Transcribe the following entries word for word. End with the line where "Points the distance" appears.

┄┄┄┄┄┄

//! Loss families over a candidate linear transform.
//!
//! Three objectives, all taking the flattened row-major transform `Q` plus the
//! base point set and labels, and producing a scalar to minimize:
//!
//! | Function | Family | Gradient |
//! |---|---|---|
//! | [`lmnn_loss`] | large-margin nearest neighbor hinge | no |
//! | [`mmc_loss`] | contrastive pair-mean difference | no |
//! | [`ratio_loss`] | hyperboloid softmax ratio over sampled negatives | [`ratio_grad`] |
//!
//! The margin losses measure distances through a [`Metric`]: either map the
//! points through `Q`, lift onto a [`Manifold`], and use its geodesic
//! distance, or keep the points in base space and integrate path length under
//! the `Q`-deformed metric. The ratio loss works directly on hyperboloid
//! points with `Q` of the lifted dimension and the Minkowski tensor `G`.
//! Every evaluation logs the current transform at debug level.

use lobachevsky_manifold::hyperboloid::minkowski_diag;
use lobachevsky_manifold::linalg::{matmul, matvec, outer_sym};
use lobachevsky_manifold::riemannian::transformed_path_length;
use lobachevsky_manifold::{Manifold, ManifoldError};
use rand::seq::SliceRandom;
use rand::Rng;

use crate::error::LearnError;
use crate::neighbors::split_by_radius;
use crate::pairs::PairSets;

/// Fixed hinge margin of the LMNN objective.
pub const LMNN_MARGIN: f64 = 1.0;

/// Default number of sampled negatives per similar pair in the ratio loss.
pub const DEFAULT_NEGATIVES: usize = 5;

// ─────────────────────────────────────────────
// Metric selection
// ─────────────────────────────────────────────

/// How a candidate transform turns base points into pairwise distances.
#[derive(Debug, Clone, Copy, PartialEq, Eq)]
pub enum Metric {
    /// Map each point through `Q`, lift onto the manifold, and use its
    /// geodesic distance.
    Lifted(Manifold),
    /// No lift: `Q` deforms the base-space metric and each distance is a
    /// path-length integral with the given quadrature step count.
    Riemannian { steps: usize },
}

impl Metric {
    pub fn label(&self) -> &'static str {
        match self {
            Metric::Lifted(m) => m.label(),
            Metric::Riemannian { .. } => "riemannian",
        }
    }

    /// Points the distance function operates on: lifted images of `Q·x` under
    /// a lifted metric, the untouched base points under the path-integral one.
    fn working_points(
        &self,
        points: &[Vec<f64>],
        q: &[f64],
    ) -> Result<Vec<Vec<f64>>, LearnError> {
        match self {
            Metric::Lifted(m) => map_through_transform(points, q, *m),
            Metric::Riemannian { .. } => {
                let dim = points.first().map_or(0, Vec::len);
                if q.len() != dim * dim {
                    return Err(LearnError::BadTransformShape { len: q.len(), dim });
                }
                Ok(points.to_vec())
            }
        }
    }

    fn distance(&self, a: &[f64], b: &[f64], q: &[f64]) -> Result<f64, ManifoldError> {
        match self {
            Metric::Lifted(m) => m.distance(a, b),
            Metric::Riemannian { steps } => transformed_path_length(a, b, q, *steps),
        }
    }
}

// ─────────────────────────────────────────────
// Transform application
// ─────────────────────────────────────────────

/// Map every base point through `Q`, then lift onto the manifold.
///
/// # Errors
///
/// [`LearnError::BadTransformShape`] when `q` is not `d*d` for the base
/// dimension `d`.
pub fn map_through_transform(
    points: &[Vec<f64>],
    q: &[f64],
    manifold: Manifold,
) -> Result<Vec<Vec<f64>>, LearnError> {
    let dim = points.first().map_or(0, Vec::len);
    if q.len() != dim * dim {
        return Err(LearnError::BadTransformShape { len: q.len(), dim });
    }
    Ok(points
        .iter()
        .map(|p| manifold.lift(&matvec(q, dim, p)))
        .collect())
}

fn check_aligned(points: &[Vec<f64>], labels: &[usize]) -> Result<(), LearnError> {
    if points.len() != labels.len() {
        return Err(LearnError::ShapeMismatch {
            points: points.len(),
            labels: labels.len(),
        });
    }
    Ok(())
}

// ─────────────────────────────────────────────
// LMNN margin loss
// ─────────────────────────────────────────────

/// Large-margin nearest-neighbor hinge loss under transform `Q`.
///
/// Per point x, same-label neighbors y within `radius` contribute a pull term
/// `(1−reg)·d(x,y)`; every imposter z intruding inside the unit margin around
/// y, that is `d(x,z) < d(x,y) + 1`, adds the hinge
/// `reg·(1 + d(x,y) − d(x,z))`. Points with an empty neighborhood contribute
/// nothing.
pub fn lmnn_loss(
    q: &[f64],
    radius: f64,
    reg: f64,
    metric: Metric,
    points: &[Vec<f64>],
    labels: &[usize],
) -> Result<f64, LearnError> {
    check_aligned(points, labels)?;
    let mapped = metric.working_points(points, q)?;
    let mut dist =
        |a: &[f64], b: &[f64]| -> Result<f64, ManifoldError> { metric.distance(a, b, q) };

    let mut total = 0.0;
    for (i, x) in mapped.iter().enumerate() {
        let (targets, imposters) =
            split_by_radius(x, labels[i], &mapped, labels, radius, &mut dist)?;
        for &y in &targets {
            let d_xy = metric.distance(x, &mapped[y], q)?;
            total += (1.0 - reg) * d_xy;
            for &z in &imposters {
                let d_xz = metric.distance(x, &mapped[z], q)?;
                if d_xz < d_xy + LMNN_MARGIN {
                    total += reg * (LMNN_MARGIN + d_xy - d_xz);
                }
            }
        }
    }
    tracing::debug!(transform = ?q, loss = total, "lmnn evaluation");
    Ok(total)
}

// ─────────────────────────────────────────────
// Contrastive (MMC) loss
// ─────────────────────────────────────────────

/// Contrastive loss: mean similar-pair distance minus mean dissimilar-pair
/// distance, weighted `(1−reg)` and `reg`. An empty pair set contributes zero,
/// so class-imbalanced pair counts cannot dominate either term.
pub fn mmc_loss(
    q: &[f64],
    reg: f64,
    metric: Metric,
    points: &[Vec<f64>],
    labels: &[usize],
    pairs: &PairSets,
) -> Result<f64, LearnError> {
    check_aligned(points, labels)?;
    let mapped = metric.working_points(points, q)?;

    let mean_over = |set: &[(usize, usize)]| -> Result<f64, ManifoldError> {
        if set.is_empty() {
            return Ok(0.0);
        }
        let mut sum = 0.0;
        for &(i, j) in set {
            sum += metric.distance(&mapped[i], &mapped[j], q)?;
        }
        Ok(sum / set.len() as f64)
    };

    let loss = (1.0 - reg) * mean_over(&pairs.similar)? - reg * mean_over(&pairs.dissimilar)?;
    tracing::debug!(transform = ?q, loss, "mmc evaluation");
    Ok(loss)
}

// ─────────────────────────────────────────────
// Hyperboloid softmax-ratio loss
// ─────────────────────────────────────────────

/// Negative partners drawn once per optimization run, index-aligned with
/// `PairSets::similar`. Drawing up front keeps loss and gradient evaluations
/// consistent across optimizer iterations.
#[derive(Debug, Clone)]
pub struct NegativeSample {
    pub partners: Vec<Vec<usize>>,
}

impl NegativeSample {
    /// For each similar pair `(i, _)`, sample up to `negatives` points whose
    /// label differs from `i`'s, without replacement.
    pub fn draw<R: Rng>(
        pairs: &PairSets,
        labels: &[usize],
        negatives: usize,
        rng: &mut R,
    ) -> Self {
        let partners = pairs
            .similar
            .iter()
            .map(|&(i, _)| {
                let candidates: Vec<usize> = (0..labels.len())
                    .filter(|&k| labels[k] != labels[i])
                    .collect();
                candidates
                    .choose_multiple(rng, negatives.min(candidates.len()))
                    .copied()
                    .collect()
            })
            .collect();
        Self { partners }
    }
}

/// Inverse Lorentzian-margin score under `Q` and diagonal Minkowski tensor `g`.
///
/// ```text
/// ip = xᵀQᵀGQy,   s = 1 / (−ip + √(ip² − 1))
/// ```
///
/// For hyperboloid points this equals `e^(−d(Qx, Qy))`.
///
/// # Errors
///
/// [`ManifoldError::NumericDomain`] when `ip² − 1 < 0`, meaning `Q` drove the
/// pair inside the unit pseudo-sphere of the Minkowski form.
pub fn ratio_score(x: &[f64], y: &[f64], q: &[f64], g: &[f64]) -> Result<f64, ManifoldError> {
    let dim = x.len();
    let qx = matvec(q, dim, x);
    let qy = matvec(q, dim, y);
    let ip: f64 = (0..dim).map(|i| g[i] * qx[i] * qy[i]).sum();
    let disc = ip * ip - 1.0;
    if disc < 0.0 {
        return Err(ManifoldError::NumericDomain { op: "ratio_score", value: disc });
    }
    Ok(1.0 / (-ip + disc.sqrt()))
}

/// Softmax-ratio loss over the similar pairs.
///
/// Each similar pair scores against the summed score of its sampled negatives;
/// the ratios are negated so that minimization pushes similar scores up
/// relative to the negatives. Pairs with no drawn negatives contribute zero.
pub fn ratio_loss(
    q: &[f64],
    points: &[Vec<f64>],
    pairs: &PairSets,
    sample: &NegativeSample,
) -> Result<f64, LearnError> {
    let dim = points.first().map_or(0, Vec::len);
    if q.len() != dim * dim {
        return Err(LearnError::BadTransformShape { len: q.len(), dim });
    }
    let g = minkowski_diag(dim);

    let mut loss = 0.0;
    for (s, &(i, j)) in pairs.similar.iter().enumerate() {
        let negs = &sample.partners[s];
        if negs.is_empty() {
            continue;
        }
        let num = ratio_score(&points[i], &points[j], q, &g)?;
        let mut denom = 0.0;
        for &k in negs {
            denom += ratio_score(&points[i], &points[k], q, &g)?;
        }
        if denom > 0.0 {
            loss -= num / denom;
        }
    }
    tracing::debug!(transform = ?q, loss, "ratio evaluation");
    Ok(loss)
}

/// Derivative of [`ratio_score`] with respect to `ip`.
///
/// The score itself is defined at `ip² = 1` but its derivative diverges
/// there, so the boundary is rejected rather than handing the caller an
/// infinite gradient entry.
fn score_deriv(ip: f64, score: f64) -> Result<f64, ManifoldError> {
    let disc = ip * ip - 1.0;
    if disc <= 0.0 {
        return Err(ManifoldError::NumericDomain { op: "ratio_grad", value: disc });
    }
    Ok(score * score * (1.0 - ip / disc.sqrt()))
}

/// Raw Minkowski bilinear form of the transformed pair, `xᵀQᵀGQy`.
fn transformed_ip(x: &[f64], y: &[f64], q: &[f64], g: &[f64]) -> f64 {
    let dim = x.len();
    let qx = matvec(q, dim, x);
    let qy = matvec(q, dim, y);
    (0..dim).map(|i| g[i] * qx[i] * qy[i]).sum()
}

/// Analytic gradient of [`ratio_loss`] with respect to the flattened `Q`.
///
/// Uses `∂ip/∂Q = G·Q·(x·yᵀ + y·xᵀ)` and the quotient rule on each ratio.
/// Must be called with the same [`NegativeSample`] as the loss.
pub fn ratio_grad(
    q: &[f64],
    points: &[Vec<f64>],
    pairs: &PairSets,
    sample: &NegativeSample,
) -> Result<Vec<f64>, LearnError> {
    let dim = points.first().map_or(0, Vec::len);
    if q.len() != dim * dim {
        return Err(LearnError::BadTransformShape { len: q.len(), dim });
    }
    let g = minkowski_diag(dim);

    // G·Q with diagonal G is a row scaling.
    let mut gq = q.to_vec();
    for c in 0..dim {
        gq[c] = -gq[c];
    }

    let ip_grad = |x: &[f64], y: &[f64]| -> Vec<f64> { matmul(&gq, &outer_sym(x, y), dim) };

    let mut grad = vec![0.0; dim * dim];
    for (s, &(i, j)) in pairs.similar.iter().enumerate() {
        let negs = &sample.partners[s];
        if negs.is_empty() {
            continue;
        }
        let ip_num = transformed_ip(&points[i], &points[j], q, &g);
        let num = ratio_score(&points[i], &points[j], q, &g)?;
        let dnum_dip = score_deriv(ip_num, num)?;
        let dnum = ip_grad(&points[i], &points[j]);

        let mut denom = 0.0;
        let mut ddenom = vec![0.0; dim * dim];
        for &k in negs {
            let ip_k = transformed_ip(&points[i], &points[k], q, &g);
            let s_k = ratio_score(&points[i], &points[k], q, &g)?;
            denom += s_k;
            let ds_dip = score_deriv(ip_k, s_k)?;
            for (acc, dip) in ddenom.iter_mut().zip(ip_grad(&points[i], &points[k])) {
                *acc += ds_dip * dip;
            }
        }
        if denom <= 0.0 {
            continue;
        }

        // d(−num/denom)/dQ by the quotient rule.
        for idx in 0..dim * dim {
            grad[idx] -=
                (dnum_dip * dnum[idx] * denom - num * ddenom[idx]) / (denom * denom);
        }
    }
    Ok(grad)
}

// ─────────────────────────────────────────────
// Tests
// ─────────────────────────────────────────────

┄┄┄┄┄┄

Written response:
//! Loss families over a candidate linear transform.
//!
//! Three objectives, all taking the flattened row-major transform `Q` plus the
//! base point set and labels, and producing a scalar to minimize:
//!
//! | Function | Family | Gradient |
//! |---|---|---|
//! | [`lmnn_loss`] | large-margin nearest neighbor hinge | no |
//! | [`mmc_loss`] | contrastive pair-mean difference | no |
//! | [`ratio_loss`] | hyperboloid softmax ratio over sampled negatives | [`ratio_grad`] |
//!
//! The margin losses measure distances through a [`Metric`]: either map the
//! points through `Q`, lift onto a [`Manifold`], and use its geodesic
//! distance, or keep the points in base space and integrate path length under
//! the `Q`-deformed metric. The ratio loss works directly on hyperboloid
//! points with `Q` of the lifted dimension and the Minkowski tensor `G`.
//! Every evaluation logs the current transform at debug level.

use lobachevsky_manifold::hyperboloid::minkowski_diag;
use lobachevsky_manifold::linalg::{matmul, matvec, outer_sym};
use lobachevsky_manifold::riemannian::transformed_path_length;
use lobachevsky_manifold::{Manifold, ManifoldError};
use rand::seq::SliceRandom;
use rand::Rng;

use crate::error::LearnError;
use crate::neighbors::split_by_radius;
use crate::pairs::PairSets;

/// Fixed hinge margin of the LMNN objective.
pub const LMNN_MARGIN: f64 = 1.0;

/// Default number of sampled negatives per similar pair in the ratio loss.
pub const DEFAULT_NEGATIVES: usize = 5;

// ─────────────────────────────────────────────
// Metric selection
// ─────────────────────────────────────────────

/// How a candidate transform turns base points into pairwise distances.
#[derive(Debug, Clone, Copy, PartialEq, Eq)]
pub enum Metric {
    /// Map each point through `Q`, lift onto the manifold, and use its
    /// geodesic distance.
    Lifted(Manifold),
    /// No lift: `Q` deforms the base-space metric and each distance is a
    /// path-length integral with the given quadrature step count.
    Riemannian { steps: usize },
}

impl Metric {
    pub fn label(&self) -> &'static str {
        match self {
            Metric::Lifted(m) => m.label(),
            Metric::Riemannian { .. } => "riemannian",
        }
    }

    /// Points the distance function operates on: lifted images of `Q·x` under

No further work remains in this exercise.